Founded: 1956
Total Assets*: US$7.21 billion
Customer Deposits*: US$4.97 billion
Ranking by Assets*: 10

(*as of Dec 31, 2021, ABL Almanac 2022, converted at LL1507.5/US$) 


Bank of Beirut and Arab Countries (BBAC) was established by three Lebanese investment magnets – Toufic Assaf, Nashaat Skheikhelard, and Jamal Shehaiber – in 1956. Assaf remained Chairman and General Manager until 1996 when, following his death, his son, Ghassan Assaf, took over the position.[1]

Political Exposure

BBAC’s Board of Directors is constituted of seven individuals with its Vice Chairman, Judge Abbas Al Halabi, being a direct PEP. Halabi is currently serving as the Caretaker Minister of Education and Higher Education in the Cabinet of Najib Mikati. He was nominated for this cabinet position by Walid Jumblatt, head of the Progressive Socialist Party.[2] Halabi previously served as the acting minister of information from 2021 to 2022.

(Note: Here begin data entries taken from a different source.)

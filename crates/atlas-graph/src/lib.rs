// SPDX-License-Identifier: Apache-2.0
// © James Ross Ω FLYING•ROBOTS <https://github.com/flyingrobots>
//! Atlas core: routing graph store, fixed-point coordinates, id interning.
//!
//! This crate holds the pure data side of the graph builder: the
//! fixed-point degree codec, the external-id → dense-index map, and the
//! append-only [`RoadGraph`] container. It contains NO serialization
//! logic — that lives in `atlas-codec` — and NO stream handling — that
//! lives in `atlas-ingest`.
//!
//! # Design
//!
//! Vertices and edges are addressed by opaque dense indices
//! ([`VertexIdx`], [`EdgeIdx`]) rather than references, so the store can
//! be mutated and serialized without aliasing hazards. Both collections
//! are append-only for the lifetime of a run; removal is not supported.
#![forbid(unsafe_code)]
#![deny(missing_docs, rust_2018_idioms, unused_must_use)]
#![deny(
    clippy::all,
    clippy::pedantic,
    clippy::nursery,
    clippy::cargo,
    clippy::unwrap_used,
    clippy::expect_used,
    clippy::panic,
    clippy::todo,
    clippy::unimplemented,
    clippy::dbg_macro,
    clippy::print_stdout,
    clippy::print_stderr
)]
#![allow(
    clippy::must_use_candidate,
    clippy::return_self_not_must_use,
    clippy::unreadable_literal,
    clippy::missing_const_for_fn,
    clippy::suboptimal_flops,
    clippy::redundant_pub_crate,
    clippy::many_single_char_names,
    clippy::module_name_repetitions,
    clippy::use_self
)]

mod coord;
mod dist;
mod ident;
mod store;

pub use coord::{decode_degrees, encode_degrees, CoordError, EncodedCoord, COORD_SCALE};
pub use dist::haversine_m;
pub use ident::{IdIndex, PointId, UnknownPointId, VertexIdx};
pub use store::{Edge, EdgeIdx, RoadGraph, Vertex};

The Assaf family, including the Chairman and General Manager Ghassan Assaf, and Marwan Assaf, are PEPs through their connection to Halabi who is married to their sister, Randa Assaf Al Halabi.

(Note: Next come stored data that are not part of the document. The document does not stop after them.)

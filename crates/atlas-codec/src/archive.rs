// SPDX-License-Identifier: Apache-2.0
// © James Ross Ω FLYING•ROBOTS <https://github.com/flyingrobots>
//! Whole-graph CBOR archive encoding and decoding.
//!
//! Wire layout, definite-length arrays throughout:
//!
//! ```text
//! archive = [version: u8, name: str, vertices: [vertex*], edges: [edge*]]
//! vertex  = [id: u64, lon: i32, lat: i32]
//! edge    = [src: u32, dst: u32, length_m: u32, category: str]
//! ```
//!
//! Adjacency is not stored — it is always recoverable from the edge list
//! plus the vertex count, and is rebuilt through the store on decode.

use atlas_graph::{EncodedCoord, PointId, RoadGraph, VertexIdx};
use minicbor::{Decoder, Encoder};
use thiserror::Error;

/// Archive wire version understood by this codec.
pub const ARCHIVE_VERSION: u8 = 1;

/// Upper bound on vertices accepted from the wire (dense `u32` indices).
pub const MAX_VERTICES: u64 = u32::MAX as u64;

/// Upper bound on edges accepted from the wire.
pub const MAX_EDGES: u64 = u32::MAX as u64;

/// Error raised by [`decode_graph`] on malformed or inconsistent input.
#[derive(Debug, Clone, PartialEq, Eq, Error)]
pub enum ArchiveError {
    /// Truncated or malformed CBOR.
    #[error("malformed archive: {0}")]
    Corrupt(String),
    /// The archive was written by an unknown codec version.
    #[error("unsupported archive version: {0}")]
    UnsupportedVersion(u8),
    /// A declared element count exceeds what dense `u32` indices address.
    #[error("archive element count out of range: {0}")]
    CountOutOfRange(u64),
    /// An edge endpoint referenced a vertex index past the vertex count.
    #[error("edge {edge} endpoint {endpoint} out of range (vertex count {vertex_count})")]
    EndpointOutOfRange {
        /// Position of the offending edge in the archive.
        edge: u64,
        /// The out-of-range vertex index.
        endpoint: u32,
        /// Vertex count declared by the archive.
        vertex_count: u64,
    },
    /// Bytes remained after the archive payload.
    #[error("trailing bytes after archive")]
    TrailingBytes,
}

impl From<minicbor::decode::Error> for ArchiveError {
    fn from(err: minicbor::decode::Error) -> Self {
        Self::Corrupt(err.to_string())
    }
}

fn encode_graph_inner<W: minicbor::encode::Write>(
    e: &mut Encoder<W>,
    graph: &RoadGraph,
) -> Result<(), minicbor::encode::Error<W::Error>> {
    e.array(4)?;
    e.u8(ARCHIVE_VERSION)?;
    e.str(graph.name())?;
    e.array(graph.vertex_count() as u64)?;
    for v in graph.iter_vertices() {
        e.array(3)?;
        e.u64(v.id.0)?;
        e.i32(v.coord.lon)?;
        e.i32(v.coord.lat)?;
    }
    e.array(graph.edge_count() as u64)?;
    for edge in graph.iter_edges() {
        e.array(4)?;
        e.u32(edge.src.0)?;
        e.u32(edge.dst.0)?;
        e.u32(edge.length_m)?;
        e.str(&edge.category)?;
    }
    Ok(())
}

fn decode_graph_inner(d: &mut Decoder<'_>) -> Result<RoadGraph, ArchiveError> {
    let len = d
        .array()?
        .ok_or_else(|| ArchiveError::Corrupt("expected definite array for archive".into()))?;
    if len != 4 {
        return Err(ArchiveError::Corrupt(format!(
            "archive expected 4 fields, got {len}"
        )));
    }
    let version = d.u8()?;
    if version != ARCHIVE_VERSION {
        return Err(ArchiveError::UnsupportedVersion(version));
    }
    let name = d.str()?.to_owned();
    let mut graph = RoadGraph::new(name);

    let n_vertices = d
        .array()?
        .ok_or_else(|| ArchiveError::Corrupt("expected definite array for vertices".into()))?;
    if n_vertices > MAX_VERTICES {
        return Err(ArchiveError::CountOutOfRange(n_vertices));
    }
    for _ in 0..n_vertices {
        let len = d
            .array()?
            .ok_or_else(|| ArchiveError::Corrupt("expected definite array for vertex".into()))?;
        if len != 3 {
            return Err(ArchiveError::Corrupt(format!(
                "vertex expected 3 fields, got {len}"
            )));
        }
        let id = PointId(d.u64()?);
        let lon = d.i32()?;
        let lat = d.i32()?;
        graph.add_vertex(id, EncodedCoord { lon, lat });
    }

    let n_edges = d
        .array()?
        .ok_or_else(|| ArchiveError::Corrupt("expected definite array for edges".into()))?;
    if n_edges > MAX_EDGES {
        return Err(ArchiveError::CountOutOfRange(n_edges));
    }
    let vertex_count = graph.vertex_count() as u64;
    for i in 0..n_edges {
        let len = d
            .array()?
            .ok_or_else(|| ArchiveError::Corrupt("expected definite array for edge".into()))?;
        if len != 4 {
            return Err(ArchiveError::Corrupt(format!(
                "edge expected 4 fields, got {len}"
            )));
        }
        let src = d.u32()?;
        let dst = d.u32()?;
        let length_m = d.u32()?;
        let category = d.str()?.to_owned();
        for endpoint in [src, dst] {
            if u64::from(endpoint) >= vertex_count {
                return Err(ArchiveError::EndpointOutOfRange {
                    edge: i,
                    endpoint,
                    vertex_count,
                });
            }
        }
        graph.add_edge(VertexIdx(src), VertexIdx(dst), length_m, category);
    }
    Ok(graph)
}

/// Encodes a graph into archive bytes.
///
/// The byte sequence is fully materialized before any I/O can happen, so
/// a caller that fails later writes no partial archive.
pub fn encode_graph(graph: &RoadGraph) -> Vec<u8> {
    let mut buf = Vec::new();
    let mut encoder = Encoder::new(&mut buf);
    #[allow(clippy::expect_used)]
    encode_graph_inner(&mut encoder, graph).expect("encoding should not fail");
    buf
}

/// Decodes archive bytes back into a graph.
///
/// # Errors
///
/// Returns [`ArchiveError`] for truncated or malformed CBOR, an unknown
/// wire version, element counts past the dense-index range, an edge
/// endpoint at or past the vertex count, or trailing bytes.
pub fn decode_graph(bytes: &[u8]) -> Result<RoadGraph, ArchiveError> {
    let mut decoder = Decoder::new(bytes);
    let graph = decode_graph_inner(&mut decoder)?;
    if decoder.position() < bytes.len() {
        return Err(ArchiveError::TrailingBytes);
    }
    Ok(graph)
}

#[cfg(test)]
mod tests {
    use super::*;
    use proptest::prelude::*;

    fn sample_graph() -> RoadGraph {
        let mut graph = RoadGraph::new("sample");
        let a = graph.add_vertex(PointId(1), EncodedCoord { lon: 100_000_000, lat: 200_000_000 });
        let b = graph.add_vertex(PointId(2), EncodedCoord { lon: 100_010_000, lat: 200_010_000 });
        let c = graph.add_vertex(PointId(3), EncodedCoord { lon: 100_020_000, lat: 200_020_000 });
        graph.add_edge(a, b, 157, "residential");
        graph.add_edge(b, a, 157, "residential");
        graph.add_edge(b, c, 157, "residential");
        graph.add_edge(c, b, 157, "residential");
        graph
    }

    #[test]
    fn roundtrip_preserves_structure() {
        let graph = sample_graph();
        let decoded = decode_graph(&encode_graph(&graph)).unwrap();
        assert_eq!(decoded, graph);
        // Adjacency is rebuilt, not stored: degrees must still match.
        assert_eq!(decoded.out_degree(VertexIdx(1)), 2);
    }

    #[test]
    fn roundtrip_of_empty_graph() {
        let graph = RoadGraph::new("empty");
        let decoded = decode_graph(&encode_graph(&graph)).unwrap();
        assert_eq!(decoded.vertex_count(), 0);
        assert_eq!(decoded.edge_count(), 0);
        assert_eq!(decoded.name(), "empty");
    }

    #[test]
    fn truncated_archive_is_rejected() {
        let bytes = encode_graph(&sample_graph());
        for cut in [1, bytes.len() / 2, bytes.len() - 1] {
            let result = decode_graph(&bytes[..cut]);
            assert!(
                matches!(result, Err(ArchiveError::Corrupt(_))),
                "cut at {cut} should fail, got {result:?}"
            );
        }
    }

    #[test]
    fn trailing_bytes_are_rejected() {
        let mut bytes = encode_graph(&sample_graph());
        bytes.push(0xFF);
        assert_eq!(decode_graph(&bytes), Err(ArchiveError::TrailingBytes));
    }

    #[test]
    fn unknown_version_is_rejected() {
        let mut buf = Vec::new();
        let mut e = Encoder::new(&mut buf);
        e.array(4).unwrap();
        e.u8(ARCHIVE_VERSION + 1).unwrap();
        e.str("future").unwrap();
        e.array(0).unwrap();
        e.array(0).unwrap();
        assert_eq!(
            decode_graph(&buf),
            Err(ArchiveError::UnsupportedVersion(ARCHIVE_VERSION + 1))
        );
    }

    #[test]
    fn edge_endpoint_past_vertex_count_is_rejected() {
        let mut buf = Vec::new();
        let mut e = Encoder::new(&mut buf);
        e.array(4).unwrap();
        e.u8(ARCHIVE_VERSION).unwrap();
        e.str("bad").unwrap();
        // One vertex, one edge pointing past it.
        e.array(1).unwrap();
        e.array(3).unwrap();
        e.u64(1).unwrap();
        e.i32(0).unwrap();
        e.i32(0).unwrap();
        e.array(1).unwrap();
        e.array(4).unwrap();
        e.u32(0).unwrap();
        e.u32(7).unwrap();
        e.u32(12).unwrap();
        e.str("service").unwrap();
        assert_eq!(
            decode_graph(&buf),
            Err(ArchiveError::EndpointOutOfRange {
                edge: 0,
                endpoint: 7,
                vertex_count: 1,
            })
        );
    }

    #[test]
    fn oversized_vertex_count_is_rejected() {
        let mut buf = Vec::new();
        let mut e = Encoder::new(&mut buf);
        e.array(4).unwrap();
        e.u8(ARCHIVE_VERSION).unwrap();
        e.str("huge").unwrap();
        e.array(MAX_VERTICES + 1).unwrap();
        assert_eq!(
            decode_graph(&buf),
            Err(ArchiveError::CountOutOfRange(MAX_VERTICES + 1))
        );
    }

    #[test]
    fn garbage_input_is_rejected() {
        assert!(matches!(
            decode_graph(b"not an archive"),
            Err(ArchiveError::Corrupt(_))
        ));
        assert!(matches!(decode_graph(&[]), Err(ArchiveError::Corrupt(_))));
    }

    proptest! {
        #[test]
        fn roundtrip_holds_for_arbitrary_small_graphs(
            coords in proptest::collection::vec((any::<i32>(), any::<i32>()), 0..16),
            edge_seed in proptest::collection::vec((any::<u8>(), any::<u8>(), any::<u32>()), 0..32),
        ) {
            let mut graph = RoadGraph::new("prop");
            let mut verts = Vec::new();
            for (i, (lon, lat)) in coords.iter().enumerate() {
                verts.push(graph.add_vertex(
                    PointId(i as u64),
                    EncodedCoord { lon: *lon, lat: *lat },
                ));
            }
            for (a, b, len) in &edge_seed {
                if verts.is_empty() {
                    break;
                }
                let src = verts[*a as usize % verts.len()];
                let dst = verts[*b as usize % verts.len()];
                graph.add_edge(src, dst, *len, "prop");
            }
            let decoded = decode_graph(&encode_graph(&graph)).unwrap();
            prop_assert_eq!(decoded, graph);
        }
    }
}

The Assaf Holding Company SAL, as the largest single shareholder in BBAC, also has a seat on the board.

A BBAC Board Member who is also a notable PEP is Farouk Mahfouz. Mahfouz was a member of the Banking Control Commission for 20 years, and also a member of the Audit Committee, both of which are cabinet appointments. He later served as a representative of the National Deposit Guarantee Institution (NDGI), an entity tasked with protecting small depositors in Lebanese commercial banks, where he served for 21 years.

Board member Amine Rizk is the son of the Kataeb Party politician, Edmond Rizk. Edmond served as a member of Parliament, and later as minister of education and minister of justice.[3]

BBAC directors were among those to be interviewed this year by a European delegation investigating central bank Governor Riad Salameh for money laundering and financial crimes.[4]


Determining ultimate beneficial owners (UBOs) of BBAC is particularly complex, in part because it includes a 37.21% stake belonging to Fransabank, Lebanon’s fifth largest bank, which is also a subject of this report.[5] Among the UBOs of Fransabank is the notable PEP Adnan Kassar. Kassar was a former minister of economy and trade in the government of Prime Minister Omar Karami. He later served as a minister of state in the cabinet of Saad Hariri from 2009 to 2011.[6]

The largest shareholder in BBAC, with a controlling stake of 55.15%, is the Assaf Family.[7] UBOs of this Holding Company include BBAC Chairman and General Manager Ghassan Assaf, Walid Assaf, Marwan Assaf, and Randa Assaf Al Halabi.[8]


[1] ‘Our Story’, BBAC Bank, accessed 11 March 2023,

[2] ‘Who is in the new Lebanese Cabinet’ The National News, (Online: 10 September 2021), online at:

[3] ‘Mr Edmond Rizk’, Lebanon Dialogue Initiative, accessed 14 March 2023,

[4] ‘European investigative team in Lebanon starts probe into Riad Salameh’ Al-Monitor (Online: 17 January 2023), online at:

[5] Association des Banques du Liban, ‘Almanac of Banks in Lebanon 2022’.

[6] ‘Biography’, Adnan Kassar, accessed 14 March 2023,

[7] Association des Banques du Liban, ‘Almanac of Banks in Lebanon 2022’.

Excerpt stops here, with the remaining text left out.